▶ Your assignment
Using the listing below, say how many of its lines hold "FullClass". Offer nothing beyond the number.

__________

#[cfg(test)]
mod tests {
    use super::*;
    use crate::common::StudentRecord;

    fn logger() -> slog::Logger {
        slog::Logger::root(slog::Discard, slog::o!())
    }

    fn replica(port: u16, role: Role) -> Replica {
        Replica::new(logger(), ReplicaAddress::new("localhost", port), role)
    }

    fn push_from(sender: &Replica) -> PropagateStateInput {
        let message = sender.gossip_message();
        PropagateStateInput {
            class_state: message.class_state,
            sender: message.sender,
            sender_role: message.sender_role,
            sender_counter: message.sender_counter,
        }
    }

    #[test]
    fn enroll_until_full() {
        let r = replica(8080, Role::Primary);
        r.open_enrollments(2).unwrap();

        assert_eq!(r.enroll("aluno0001".into(), "Ana Silva".into()), Ok(()));
        assert_eq!(r.enroll("aluno0002".into(), "Rui Costa".into()), Ok(()));
        assert_eq!(
            r.enroll("aluno0003".into(), "Eve Dias".into()),
            Err(ReplicaError::FullClass)
        );
        assert_eq!(r.clock_table().own_counter(), 3);
    }

    #[test]
    fn enroll_into_closed_class() {
        let r = replica(8080, Role::Primary);
        assert_eq!(
            r.enroll("aluno0001".into(), "Ana Silva".into()),
            Err(ReplicaError::EnrollmentsAlreadyClosed)
        );
        assert_eq!(r.clock_table().own_counter(), 0);
    }

    #[test]
    fn enroll_twice() {
        let r = replica(8080, Role::Primary);
        r.open_enrollments(5).unwrap();
        r.enroll("aluno0001".into(), "Ana Silva".into()).unwrap();

        assert_eq!(
            r.enroll("aluno0001".into(), "Ana Silva".into()),
            Err(ReplicaError::StudentAlreadyEnrolled)
        );
    }

    #[test]
    fn enroll_validates_arguments_before_activation() {
        let r = replica(8080, Role::Primary);
        r.deactivate();

        assert_eq!(
            r.enroll("student1".into(), "Ana Silva".into()),
            Err(ReplicaError::InvalidArgument("Invalid student ID"))
        );
        assert_eq!(
            r.enroll("aluno0001".into(), "Al".into()),
            Err(ReplicaError::InvalidArgument("Invalid student name"))
        );
        assert_eq!(
            r.enroll("aluno0001".into(), "Ana Silva".into()),
            Err(ReplicaError::InactiveServer)
        );
    }

    #[test]
    fn open_enrollments_cases() {
        let r = replica(8080, Role::Primary);

        assert_eq!(
            r.open_enrollments(-1),
            Err(ReplicaError::InvalidArgument("Invalid class capacity"))
        );
        assert_eq!(r.open_enrollments(0), Err(ReplicaError::FullClass));
        assert_eq!(r.open_enrollments(2), Ok(()));
        assert_eq!(r.open_enrollments(3), Err(ReplicaError::EnrollmentsAlreadyOpened));

        r.enroll("aluno0001".into(), "Ana Silva".into()).unwrap();
        r.enroll("aluno0002".into(), "Rui Costa".into()).unwrap();
        r.close_enrollments().unwrap();

        // Reopening needs room beyond the current class size.
        assert_eq!(r.open_enrollments(2), Err(ReplicaError::FullClass));
        assert_eq!(r.open_enrollments(3), Ok(()));
        assert_eq!(r.list_class().unwrap().capacity, 3);
    }

    #[test]
    fn close_enrollments_twice() {
        let r = replica(8080, Role::Primary);
        assert_eq!(r.close_enrollments(), Err(ReplicaError::EnrollmentsAlreadyClosed));

        r.open_enrollments(2).unwrap();
        assert_eq!(r.close_enrollments(), Ok(()));
        assert_eq!(r.close_enrollments(), Err(ReplicaError::EnrollmentsAlreadyClosed));
        assert_eq!(r.clock_table().own_counter(), 2);
    }

    #[test]
    fn cancel_enrollment_cases() {
        let r = replica(8080, Role::Primary);
        r.open_enrollments(2).unwrap();
        r.enroll("aluno0001".into(), "Ana Silva".into()).unwrap();

        assert_eq!(
            r.cancel_enrollment("aluno9999"),
            Err(ReplicaError::NonExistingStudent)
        );
        assert_eq!(
            r.cancel_enrollment("nobody"),
            Err(ReplicaError::InvalidArgument("Invalid student ID"))
        );
        assert_eq!(r.cancel_enrollment("aluno0001"), Ok(()));

        let state = r.list_class().unwrap();
        assert!(state.enrolled.is_empty());
        assert_eq!(state.discarded, vec![StudentRecord::new("aluno0001", "Ana Silva")]);
    }

    #[test]
    fn inactive_replica_rejects_but_still_dumps() {
        let r = replica(8080, Role::Primary);
        r.open_enrollments(2).unwrap();
        r.deactivate();

        assert_eq!(r.list_class(), Err(ReplicaError::InactiveServer));
        assert_eq!(r.open_enrollments(3), Err(ReplicaError::InactiveServer));
        assert_eq!(r.close_enrollments(), Err(ReplicaError::InactiveServer));
        assert_eq!(r.cancel_enrollment("aluno0001"), Err(ReplicaError::InactiveServer));

        let dump = r.dump();
        assert!(dump.class_state.open_enrollments);
        assert_eq!(dump.clocks, vec![(ReplicaAddress::new("localhost", 8080), 1)]);

        r.activate();
        assert!(r.list_class().is_ok());
    }

    #[test]
    fn reads_do_not_advance_clock() {
        let r = replica(8080, Role::Primary);
        r.list_class().unwrap();
        r.dump();
        r.gossip_message();
        assert_eq!(r.clock_table().own_counter(), 0);
    }

    #[test]
    fn primary_keeps_its_state_when_secondary_pushes() {
        let primary = replica(8080, Role::Primary);
        let secondary = replica(8081, Role::Secondary);

        primary.open_enrollments(3).unwrap();
        primary.enroll("aluno0001".into(), "Ana Silva".into()).unwrap();
        let primary_counter = primary.clock_table().own_counter();

        // Secondary makes one unrelated change so its counter is 1.
        secondary.open_enrollments(1).unwrap();
        primary.close_enrollments().unwrap();

        let outcome = primary.merge_propagated_state(push_from(&secondary));

        assert_eq!(outcome, MergeOutcome::MergedIntoLocal);
        let state = primary.list_class().unwrap();
        assert!(state.is_enrolled("aluno0001"));
        // The secondary was open, so the primary reopens.
        assert!(state.open_enrollments);
        assert_eq!(state.capacity, 3);
        assert_eq!(primary.clock_table().counter(secondary.address()), 1);
        assert_eq!(primary.clock_table().own_counter(), primary_counter + 2);
    }

    #[test]
    fn primary_is_authoritative_over_empty_secondary() {
        let primary = replica(8080, Role::Primary);
        let secondary = replica(8081, Role::Secondary);

        // Both replicas start at counter 0. The primary enrolls X.
        {
            let mut roster = primary.lock_roster();
            roster.open_enrollments(2);
            roster.enroll("aluno0001".into(), "Ana Silva".into());
        }
        assert_eq!(primary.clock_table().increment_own(), 1);

        let outcome = primary.merge_propagated_state(PropagateStateInput {
            class_state: secondary.dump().class_state,
            sender: secondary.address().clone(),
            sender_role: Role::Secondary,
            sender_counter: 1,
        });

        assert_eq!(outcome, MergeOutcome::MergedIntoLocal);
        assert!(primary.list_class().unwrap().is_enrolled("aluno0001"));
        assert_eq!(primary.clock_table().counter(secondary.address()), 1);
        assert_eq!(primary.clock_table().own_counter(), 2);
    }

    #[test]
    fn secondary_adopts_primary_state_and_keeps_its_own_students() {
        let primary = replica(8080, Role::Primary);
        let secondary = replica(8081, Role::Secondary);

        primary.open_enrollments(3).unwrap();
        primary.enroll("aluno0001".into(), "Ana Silva".into()).unwrap();

        // Secondary has been open with a larger capacity and has its own student.
        secondary.open_enrollments(5).unwrap();
        secondary.enroll("aluno0002".into(), "Rui Costa".into()).unwrap();
        secondary.close_enrollments().unwrap();

        let outcome = secondary.merge_propagated_state(push_from(&primary));

        assert_eq!(outcome, MergeOutcome::AdoptedRemote);
        let state = secondary.list_class().unwrap();
        assert!(state.is_enrolled("aluno0001"));
        assert!(state.is_enrolled("aluno0002"));
        // Primary's open flag wins, capacity grows to the larger of the two.
        assert!(state.open_enrollments);
        assert_eq!(state.capacity, 5);
        assert_eq!(secondary.clock_table().counter(primary.address()), 2);
        assert_eq!(secondary.clock_table().own_counter(), 4);
    }

    #[test]
    fn remote_discard_does_not_reach_replica_that_never_enrolled() {
        let primary = replica(8080, Role::Primary);
        let secondary = replica(8081, Role::Secondary);

        primary.open_enrollments(3).unwrap();
        primary.enroll("aluno0001".into(), "Ana Silva".into()).unwrap();
        primary.cancel_enrollment("aluno0001").unwrap();

        assert_eq!(secondary.merge_propagated_state(push_from(&primary)), MergeOutcome::AdoptedRemote);

        let state = secondary.list_class().unwrap();
        assert!(!state.is_enrolled("aluno0001"));
        assert!(!state.is_discarded("aluno0001"));
    }

    #[test]
    fn remote_discard_does_not_cancel_local_enrollment_when_adopting() {
        let primary = replica(8080, Role::Primary);
        let secondary = replica(8081, Role::Secondary);

        primary.open_enrollments(3).unwrap();
        secondary.merge_propagated_state(push_from(&primary));
        secondary.enroll("aluno0001".into(), "Ana Silva".into()).unwrap();

        // The primary enrolls and cancels the same student on its own.
        primary.enroll("aluno0001".into(), "Ana Silva".into()).unwrap();
        primary.cancel_enrollment("aluno0001").unwrap();

        assert_eq!(secondary.merge_propagated_state(push_from(&primary)), MergeOutcome::AdoptedRemote);

        // The secondary's own enrollment is folded back in.
        let state = secondary.list_class().unwrap();
        assert!(state.is_enrolled("aluno0001"));
        assert!(!state.is_discarded("aluno0001"));
    }

    #[test]
    fn secondary_tie_break_by_port() {
        let low = replica(8081, Role::Secondary);
        let high = replica(8082, Role::Secondary);

        low.open_enrollments(2).unwrap();
        low.close_enrollments().unwrap();
        high.open_enrollments(4).unwrap();

        // The lower port is authoritative: it absorbs the higher port's state.
        assert_eq!(low.merge_propagated_state(push_from(&high)), MergeOutcome::MergedIntoLocal);
        // The higher port adopts the lower port's state.
        assert_eq!(high.merge_propagated_state(push_from(&low)), MergeOutcome::AdoptedRemote);

        assert_eq!(low.list_class().unwrap(), high.list_class().unwrap());
    }

    #[test]
    fn stale_push_changes_nothing() {
        let primary = replica(8080, Role::Primary);
        let secondary = replica(8081, Role::Secondary);

        primary.open_enrollments(3).unwrap();
        let push = push_from(&primary);
        assert_eq!(
            secondary.merge_propagated_state(PropagateStateInput {
                class_state: push.class_state.clone(),
                sender: push.sender.clone(),
                sender_role: push.sender_role,
                sender_counter: push.sender_counter,
            }),
            MergeOutcome::AdoptedRemote
        );

        // Change the secondary locally, then replay the same push.
        secondary.enroll("aluno0001".into(), "Ana Silva".into()).unwrap();
        let state_before = secondary.dump();

        assert_eq!(secondary.merge_propagated_state(push), MergeOutcome::Stale);

        let state_after = secondary.dump();
        assert_eq!(state_before.class_state, state_after.class_state);
        assert_eq!(state_before.clocks, state_after.clocks);
    }

    #[test]
    fn counter_zero_push_is_stale() {
        let primary = replica(8080, Role::Primary);
        let secondary = replica(8081, Role::Secondary);

        assert_eq!(secondary.merge_propagated_state(push_from(&primary)), MergeOutcome::Stale);
        assert_eq!(secondary.clock_table().own_counter(), 0);
    }

    #[test]
    fn inactive_replica_ignores_pushes() {
        let primary = replica(8080, Role::Primary);
        let secondary = replica(8081, Role::Secondary);
        primary.open_enrollments(3).unwrap();
        secondary.deactivate();

        assert_eq!(secondary.merge_propagated_state(push_from(&primary)), MergeOutcome::Inactive);
        assert_eq!(secondary.clock_table().own_counter(), 0);
        assert_eq!(secondary.clock_table().counter(primary.address()), 0);
        assert!(!secondary.dump().class_state.open_enrollments);
    }
}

__________

▶ Task answer
3